鵬:巨大すぎる鳥だがもともとは魚というカオスな神鳥

鵬(ほう peng2 ポン)

鵬は中国神話中で最大の鳥であり、鯤(こん)が変化したものだと言われています。中国で鵬という漢字は《説文》や《字林》などの書籍によると鳳の古字であると言います。《説文》には、”鳳は飛び、万の群鳥が従い、故に朋は朋党と言う字を為した。”とあります。

日本でも昭和の大横綱の大鵬や薬品会社の大鵬薬品などにその名が見られておりますので、日本では鵬は割と身近な存在であったことを伺わせます。

鵬の字の左の朋は群鳥の王の地位に由来しています。これから鵬と鳳凰は同じトーテムを源流に持っており、次第に分かれて行き特徴も異なるようになっていったと推測できます。

鵬が中国の古代文献中で最も早くその名が見られるのは《庄子》です。庄周は、《庄子ー逍遥》中で、”北冥に魚がおり、その名を鯤と言った。鯤の大きさは数千里に及んだ。変化し鳥となり、名は鵬となった。鵬の背は数千里に渡り、怒り飛ぶとその広げた翼は天の雲のようであった。”とあり、巨大な鯤という魚が巨大な鵬と言う鳥に変わったことが書かれています。




《神異経ー中荒経》には、大鳥”希有”の描写があり、おそらく大鵬の別称であると考えられています。”崑崙山に銅の柱があり、その高さは天に届きいわゆる天柱也。周囲は三千里あり円状に削ったかの如くであった。上には大鳥がおり、名を希有と言い、南を向いており広げた左翼は東王公を覆い、右翼は西王母を覆っている。背の上には所々羽が無く一万九千里あり、西王母は羽の上に登り東王公に会った。”とあります。一万九千里とは崑崙山から東海までの距離を言っていると考えられています。

《水経注》には、この《神異経》を引用した一文があり、”希有が有り、緑赤の二色で鳴かず食べず、東は東王公を覆い、西は西王母を覆い、王母が東へ行きたいときにはその背を通って行った。”とあります。希有の体の色は緑と赤で、鳴かないのみならず餌も食べないと《神異経》の記述にさらなる情報を付加しています。

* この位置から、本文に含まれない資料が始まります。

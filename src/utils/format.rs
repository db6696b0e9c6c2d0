//! Human-readable formatting for durations, sizes and counts

const SIZE_UNITS: [&str; 5] = ["B", "KB", "MB", "GB", "TB"];

/// Format a duration in seconds as "45s", "3m 5s" or "1h 2m 3s"
pub fn format_duration(seconds: u64) -> String {
    if seconds < 60 {
        format!("{}s", seconds)
    } else if seconds < 3600 {
        format!("{}m {}s", seconds / 60, seconds % 60)
    } else {
        format!(
            "{}h {}m {}s",
            seconds / 3600,
            (seconds % 3600) / 60,
            seconds % 60
        )
    }
}

/// Format a byte count using the largest unit that keeps the value below 1024
pub fn format_file_size(bytes: f64) -> String {
    let mut size = bytes.max(0.0);
    for unit in SIZE_UNITS {
        if size < 1024.0 {
            return format!("{:.1} {}", size, unit);
        }
        size /= 1024.0;
    }
    format!("{:.1} PB", size)
}

/// Insert thousands separators: 1234567 -> "1,234,567"
pub fn format_count(n: u64) -> String {
    let digits = n.to_string();
    let mut out = String::with_capacity(digits.len() + digits.len() / 3);
    for (i, c) in digits.chars().enumerate() {
        if i > 0 && (digits.len() - i) % 3 == 0 {
            out.push(',');
        }
        out.push(c);
    }
    out
}

/// Truncate to `max_length` characters, ending with "..." when cut
pub fn truncate_string(text: &str, max_length: usize) -> String {
    if text.chars().count() <= max_length {
        return text.to_string();
    }
    let keep = max_length.saturating_sub(3);
    let mut out: String = text.chars().take(keep).collect();
    out.push_str("...");
    out
}
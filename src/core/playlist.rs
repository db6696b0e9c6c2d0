//! Playlist item window

use crate::types::PlaylistRange;

/// Bound a requested item window to the playlist's size
///
/// Without an explicit end the window is `max_items` long from `start_item`.
/// Both ends are then clamped into `[1, total_items]`; a window that starts
/// past the end of the playlist comes back empty.
pub fn clamp_playlist_range(
    start_item: u64,
    end_item: Option<u64>,
    max_items: u64,
    total_items: u64,
) -> PlaylistRange {
    let end = end_item.unwrap_or_else(|| start_item.saturating_add(max_items).saturating_sub(1));

    PlaylistRange {
        start: start_item.max(1),
        end: end.min(total_items),
    }
}
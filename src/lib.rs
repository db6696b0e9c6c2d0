//! ytdl-helper library
//!
//! Core functionality for the ytdl-helper CLI: a rights-aware layer over
//! the yt-dlp extractor.

pub mod cli;
pub mod commands;
pub mod core;
pub mod error;
pub mod storage;
pub mod types;
pub mod ui;
pub mod utils;
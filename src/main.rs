//! ytdl-helper - download videos with yt-dlp, respecting copyright
//!
//! Every download asks the user to confirm they hold the rights to the content.

use std::path::Path;
use std::process::ExitCode;

use anyhow::Context;
use clap::Parser;
use colored::Colorize;
use tracing::debug;

use ytdl_helper::cli::{Cli, Commands};
use ytdl_helper::commands;
use ytdl_helper::core::ytdlp::YtDlp;
use ytdl_helper::error::YtdlError;
use ytdl_helper::storage::config::Settings;
use ytdl_helper::ui::prompt::DialoguerPrompt;
use ytdl_helper::ui::render;
use ytdl_helper::utils::paths::get_config_path;

#[tokio::main(flavor = "current_thread")]
async fn main() -> ExitCode {
    // Parse CLI arguments first (before tracing, so --help works without logs)
    let cli = Cli::parse();

    // Priority: RUST_LOG env var > quiet flag > verbose flag > default (warn)
    let filter = tracing_subscriber::EnvFilter::try_from_default_env()
        .unwrap_or_else(|_| tracing_subscriber::EnvFilter::new(cli.log_level()));
    tracing_subscriber::fmt()
        .with_env_filter(filter)
        .with_writer(std::io::stderr)
        .init();

    debug!(?cli, "CLI arguments parsed");

    tokio::select! {
        result = run(cli) => match result {
            Ok(()) => ExitCode::SUCCESS,
            Err(e) => {
                let code = e.downcast_ref::<YtdlError>().map(YtdlError::code);
                debug!(?code, "Command failed");
                render::print_error(&format!("{:#}", e));
                ExitCode::from(e.downcast_ref::<YtdlError>().map_or(1, YtdlError::exit_code))
            }
        },
        _ = tokio::signal::ctrl_c() => {
            eprintln!("\n{}", "Operation cancelled by user".yellow());
            ExitCode::from(1)
        }
    }
}

fn load_settings(path: &Path) -> anyhow::Result<Settings> {
    Settings::load(Some(path))
        .with_context(|| format!("Failed to load settings from {}", path.display()))
}

async fn run(cli: Cli) -> anyhow::Result<()> {
    let config_path = get_config_path();
    let prompt = DialoguerPrompt::new();

    let Some(command) = cli.command else {
        render::show_welcome();
        render::show_help();
        return Ok(());
    };

    match command {
        Commands::Config(args) => commands::config::run(&args, &config_path)?,
        Commands::Version => {
            let program = Settings::load(Some(&config_path))
                .map(|s| s.ytdlp_path)
                .unwrap_or_else(|_| Settings::default().ytdlp_path);
            commands::version::run(&YtDlp::new(program)).await;
        }
        Commands::Download(args) => {
            let settings = load_settings(&config_path)?;
            let ytdlp = YtDlp::new(&settings.ytdlp_path);
            commands::download::run(&args, settings, &ytdlp, &prompt).await?
        }
        Commands::Info(args) => {
            let settings = load_settings(&config_path)?;
            let ytdlp = YtDlp::new(&settings.ytdlp_path);
            commands::info::run(&args, settings, &ytdlp, &prompt).await?
        }
        Commands::Playlist(args) => {
            let settings = load_settings(&config_path)?;
            let ytdlp = YtDlp::new(&settings.ytdlp_path);
            commands::playlist::run(&args, settings, &ytdlp, &prompt).await?
        }
        Commands::Interactive => {
            let settings = load_settings(&config_path)?;
            let ytdlp = YtDlp::new(&settings.ytdlp_path);
            commands::interactive::run(&settings, &ytdlp, &prompt).await?
        }
    }

    Ok(())
}
//! Interactive prompts
//!
//! Everything that blocks on the user goes through [`Prompt`], so commands can
//! be driven by a script in tests.

use crate::error::Result;
use crate::types::MenuItem;
use dialoguer::{theme::ColorfulTheme, Confirm, Input, Select};

pub trait Prompt {
    /// Yes/no question
    fn confirm(&self, message: &str, default: bool) -> Result<bool>;

    /// Free text, `default` is returned on an empty answer
    fn input(&self, message: &str, default: Option<&str>) -> Result<String>;

    /// Pick one label, returning its index
    fn select(&self, message: &str, labels: &[&str], default: usize) -> Result<usize>;
}

/// Select a menu item and return its value
pub fn select_item<T: Clone>(
    prompt: &impl Prompt,
    message: &str,
    items: &[MenuItem<T>],
    default: usize,
) -> Result<Option<T>> {
    if items.is_empty() {
        return Ok(None);
    }

    let labels: Vec<&str> = items.iter().map(|i| i.label.as_str()).collect();
    let selection = prompt.select(message, &labels, default.min(items.len() - 1))?;
    Ok(items.get(selection).map(|item| item.value.clone()))
}

/// dialoguer-backed prompts on the controlling terminal
pub struct DialoguerPrompt {
    theme: ColorfulTheme,
}

impl DialoguerPrompt {
    pub fn new() -> Self {
        Self {
            theme: ColorfulTheme::default(),
        }
    }
}

impl Default for DialoguerPrompt {
    fn default() -> Self {
        Self::new()
    }
}

impl Prompt for DialoguerPrompt {
    fn confirm(&self, message: &str, default: bool) -> Result<bool> {
        Ok(Confirm::with_theme(&self.theme)
            .with_prompt(message)
            .default(default)
            .interact()?)
    }

    fn input(&self, message: &str, default: Option<&str>) -> Result<String> {
        let mut input = Input::<String>::with_theme(&self.theme)
            .with_prompt(message)
            .allow_empty(true);
        if let Some(default) = default {
            input = input.default(default.to_string());
        }
        Ok(input.interact_text()?)
    }

    fn select(&self, message: &str, labels: &[&str], default: usize) -> Result<usize> {
        Ok(Select::with_theme(&self.theme)
            .with_prompt(message)
            .items(labels)
            .default(default)
            .interact()?)
    }
}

金翅鳥の描写は明清時代の小説に多く見られます。有名な西遊記には獅駝国の三大王は”雲程万里鵬”と称し、”) 風運海、振北図南”(元々は庄子からの引用)に達し、一度羽ばたくだけで九万里を飛び、如来仏祖と淵源に有る、と書かれています。《封神演義》には、大鵬は”羽翼仙”と称し、貪食好殺で燃灯道人に降伏させられました。

東方、西方の各民族は現代まで大鵬鳥の伝説を多く語り継いでいます。

蔵族の創世歌である《斯巴形成歌》中には、”混ざり合っていた天地が分かれたのが大鵬である。”とあり、大鵬の卵は人を生みこれが蔵族の始祖とされています。また、西蔵仏教では憤怒の相の仏像の頭頂には大鵬金翅鳥が飛んでおり、多くの蔵族は大鵬金翅鳥の像を身に着けています。これは大鵬を身に着けることで吉祥と智慧と能力を獲得できると信じているためです。